Records shown below:
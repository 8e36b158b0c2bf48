//! Streamlines, pathlines and streaklines of a 2D velocity field
//!
//! - streamlines: frozen-time integral curves from a lattice of seeds
//! - pathlines:   trails of tracers advected through time
//! - streaklines: every particle released from an injector so far

use std::collections::VecDeque;

use rand::rngs::StdRng;
use rand::SeedableRng;
use tracing::info;

use crate::configuration::config::KinematicsConfig;
use crate::simulation::animation::FrameApp;
use crate::simulation::engine::Engine;
use crate::simulation::fields::{FieldSet, VelocityField};
use crate::simulation::integrator::{advect, displacement};
use crate::simulation::params::Parameters;
use crate::simulation::states::{Domain, Injector, NVec2, Particle};
use crate::visualization::canvas::{Canvas, ACCENT, BACKGROUND, BLUE, GREEN, GRID, RED, WHITE};

/// Below this speed a streamline is considered stalled
const STAGNATION_SPEED: f64 = 1e-9;

/// What the next click does
#[derive(Debug, Clone, Copy, PartialEq, Eq, Default)]
pub enum InteractionMode {
    #[default]
    None, // click drops a tracer
    AwaitingInjector, // click places an injector
    Following(usize), // a tracer is highlighted
}

/// A particle released by injector `injector`
#[derive(Debug, Clone)]
pub struct StreakParticle {
    pub injector: usize,
    pub x: NVec2,
}

/// Frozen-time integral curve through `seed` at time `t`.
///
/// Steps a fixed distance `ds` along the unit direction field using a midpoint
/// rule; negative `ds` traces upstream. Stops on leaving `domain`, at stagnation,
/// on non-finite values, or when the curve closes back onto its seed.
pub fn trace_streamline<F>(field: &F, seed: NVec2, t: f64, ds: f64, max_steps: usize, domain: &Domain) -> Vec<NVec2>
where
    F: VelocityField + ?Sized,
{
    let direction = |p: &NVec2| -> Option<NVec2> {
        let v = field.velocity(p, t);
        let speed = v.norm();
        if !speed.is_finite() || speed < STAGNATION_SPEED {
            return None;
        }
        Some(v / speed)
    };

    let mut line = vec![seed];
    let mut p = seed;
    for step in 0..max_steps {
        let Some(d1) = direction(&p) else { break };
        let mid = p + 0.5 * ds * d1;
        let Some(d2) = direction(&mid) else { break };
        let next = p + ds * d2;
        if !domain.contains(&next) || !next.iter().all(|c| c.is_finite()) {
            break;
        }
        line.push(next);
        p = next;
        if step > 8 && (p - seed).norm() < 0.5 * ds.abs() {
            line.push(seed);
            break;
        }
    }
    line
}

/// Streamline through `seed` in both directions, upstream end first
pub fn trace_streamline_both<F>(field: &F, seed: NVec2, t: f64, ds: f64, max_steps: usize, domain: &Domain) -> Vec<NVec2>
where
    F: VelocityField + ?Sized,
{
    let forward = trace_streamline(field, seed, t, ds, max_steps, domain);
    // a closed loop is already complete
    if forward.len() > 2 && forward.last() == Some(&seed) {
        return forward;
    }
    let mut line = trace_streamline(field, seed, t, -ds, max_steps, domain);
    line.reverse();
    line.extend(forward.into_iter().skip(1));
    line
}

pub struct KinematicsApp {
    field: FieldSet,
    domain: Domain,
    engine: Engine,
    params: Parameters,
    cfg: KinematicsConfig,
    rng: StdRng,
    pub t: f64,
    pub tracers: Vec<Particle>,
    pub injectors: Vec<Injector>,
    streaks: VecDeque<StreakParticle>,
    emit_clock: f64,
    pub mode: InteractionMode,
}

impl KinematicsApp {
    pub fn new(field: FieldSet, domain: Domain, engine: Engine, params: Parameters, cfg: KinematicsConfig) -> Self {
        let mut app = Self {
            field,
            domain,
            engine,
            rng: StdRng::seed_from_u64(params.seed),
            params,
            cfg,
            t: 0.0,
            tracers: Vec::new(),
            injectors: Vec::new(),
            streaks: VecDeque::new(),
            emit_clock: 0.0,
            mode: InteractionMode::None,
        };
        app.reset();
        app
    }

    pub fn field(&self) -> &FieldSet {
        &self.field
    }

    /// Replace the velocity field; time and particles are kept
    pub fn set_field(&mut self, field: FieldSet) {
        info!(formula = %field.formula(), "kinematics field changed");
        self.field = field;
    }

    pub fn streak_particles(&self) -> impl Iterator<Item = &StreakParticle> {
        self.streaks.iter()
    }

    pub fn add_tracer(&mut self, p: NVec2) {
        let cap = self.params.particle_count.max(1) * 2;
        if self.tracers.len() >= cap {
            self.tracers.remove(0);
            self.mode = InteractionMode::None;
        }
        self.tracers.push(Particle::new(self.domain.clamp(p), self.params.lifetime, self.params.trail_length));
    }

    pub fn add_injector(&mut self, p: NVec2) {
        self.injectors.push(Injector { x: self.domain.clamp(p) });
    }

    /// The next click places an injector
    pub fn request_injector(&mut self) {
        self.mode = InteractionMode::AwaitingInjector;
    }

    /// Highlight the tracer nearest to `p`
    pub fn follow_nearest(&mut self, p: NVec2) -> Option<usize> {
        let nearest = self
            .tracers
            .iter()
            .enumerate()
            .min_by(|(_, a), (_, b)| (a.x - p).norm_squared().total_cmp(&(b.x - p).norm_squared()))
            .map(|(i, _)| i)?;
        self.mode = InteractionMode::Following(nearest);
        Some(nearest)
    }

    /// Streamlines of the field frozen at the current time
    pub fn streamlines(&self) -> Vec<Vec<NVec2>> {
        let n = self.cfg.streamline_seeds;
        self.domain
            .lattice(n, n)
            .into_iter()
            .map(|seed| {
                trace_streamline_both(
                    &self.field,
                    seed,
                    self.t,
                    self.cfg.streamline_step,
                    self.cfg.streamline_max_steps,
                    &self.domain,
                )
            })
            .collect()
    }

    /// Per injector: the injection point followed by its particles, newest first
    pub fn streaklines(&self) -> Vec<Vec<NVec2>> {
        self.injectors
            .iter()
            .enumerate()
            .map(|(k, inj)| {
                std::iter::once(inj.x)
                    .chain(self.streaks.iter().rev().filter(|s| s.injector == k).map(|s| s.x))
                    .collect()
            })
            .collect()
    }

    fn emit(&mut self) {
        for k in 0..self.injectors.len() {
            self.streaks.push_back(StreakParticle { injector: k, x: self.injectors[k].x });
        }
        while self.streaks.len() > self.cfg.max_streak_particles {
            self.streaks.pop_front();
        }
    }

    fn advance_streaks(&mut self, dt: f64) {
        let (field, domain, t, method) = (&self.field, &self.domain, self.t, self.engine.integrator);
        for s in self.streaks.iter_mut() {
            s.x += displacement(field, &s.x, t, dt, method);
        }
        self.streaks.retain(|s| domain.contains(&s.x));
    }
}

impl FrameApp for KinematicsApp {
    fn name(&self) -> &'static str {
        "kinematics"
    }

    fn update(&mut self, dt: f64) {
        let params = Parameters { dt, ..self.params.clone() };
        advect(&mut self.tracers, &self.field, &self.domain, &self.engine, &params, self.t, &mut self.rng);

        self.advance_streaks(dt);
        self.emit_clock += dt;
        let interval = self.cfg.emit_interval;
        if self.emit_clock >= interval {
            // keep the remainder, at most one emission per frame
            self.emit_clock = (self.emit_clock - interval).min(interval);
            self.emit();
        }

        self.t += dt;
    }

    fn render(&self, canvas: &mut Canvas) {
        canvas.clear(BACKGROUND);
        canvas.draw_grid(1.0, GRID);

        if self.cfg.show_streamlines {
            for line in self.streamlines() {
                canvas.draw_polyline(line.iter(), BLUE);
            }
        }

        if self.cfg.show_pathlines {
            for (i, tracer) in self.tracers.iter().enumerate() {
                let followed = self.mode == InteractionMode::Following(i);
                canvas.draw_polyline(tracer.trail.points(), if followed { ACCENT } else { GREEN });
                canvas.fill_disc(&tracer.x, if followed { 4.0 } else { 2.0 }, WHITE);
            }
        }

        if self.cfg.show_streaklines {
            for line in self.streaklines() {
                canvas.draw_polyline(line.iter(), ACCENT);
            }
            for s in &self.streaks {
                canvas.fill_disc(&s.x, 1.5, ACCENT);
            }
            for inj in &self.injectors {
                canvas.fill_disc(&inj.x, 5.0, RED);
            }
        }
    }

    fn reset(&mut self) {
        self.t = 0.0;
        self.emit_clock = 0.0;
        self.rng = StdRng::seed_from_u64(self.params.seed);
        self.tracers = (0..self.params.particle_count)
            .map(|_| Particle::new(self.domain.random_point(&mut self.rng), self.params.lifetime, self.params.trail_length))
            .collect();
        self.injectors = self.cfg.injectors.iter().map(|p| Injector { x: NVec2::new(p[0], p[1]) }).collect();
        self.streaks.clear();
        self.mode = InteractionMode::None;
        info!(tracers = self.tracers.len(), injectors = self.injectors.len(), "kinematics reset");
    }

    fn status(&self) -> String {
        format!(
            "t = {:.2}  tracers = {}  streak particles = {}  {}",
            self.t,
            self.tracers.len(),
            self.streaks.len(),
            self.field.formula()
        )
    }

    fn pointer_down(&mut self, p: NVec2) {
        match self.mode {
            InteractionMode::AwaitingInjector => {
                self.add_injector(p);
                self.mode = InteractionMode::None;
            }
            InteractionMode::Following(_) => {
                self.follow_nearest(p);
            }
            InteractionMode::None => self.add_tracer(p),
        }
    }

    fn resize(&mut self, _width: usize, _height: usize) {
        // world coordinates are independent of the raster; nothing to rebuild
    }
}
End of Records shown.
About this task :: Above are the entries. Quote exactly the lines from the one bearing "use crate::configuration::config::KinematicsConfig;" through the one bearing "None, // click drops a tracer".

Answer box ::
use crate::configuration::config::KinematicsConfig;
use crate::simulation::animation::FrameApp;
use crate::simulation::engine::Engine;
use crate::simulation::fields::{FieldSet, VelocityField};
use crate::simulation::integrator::{advect, displacement};
use crate::simulation::params::Parameters;
use crate::simulation::states::{Domain, Injector, NVec2, Particle};
use crate::visualization::canvas::{Canvas, ACCENT, BACKGROUND, BLUE, GREEN, GRID, RED, WHITE};

/// Below this speed a streamline is considered stalled
const STAGNATION_SPEED: f64 = 1e-9;

/// What the next click does
#[derive(Debug, Clone, Copy, PartialEq, Eq, Default)]
pub enum InteractionMode {
    #[default]
    None, // click drops a tracer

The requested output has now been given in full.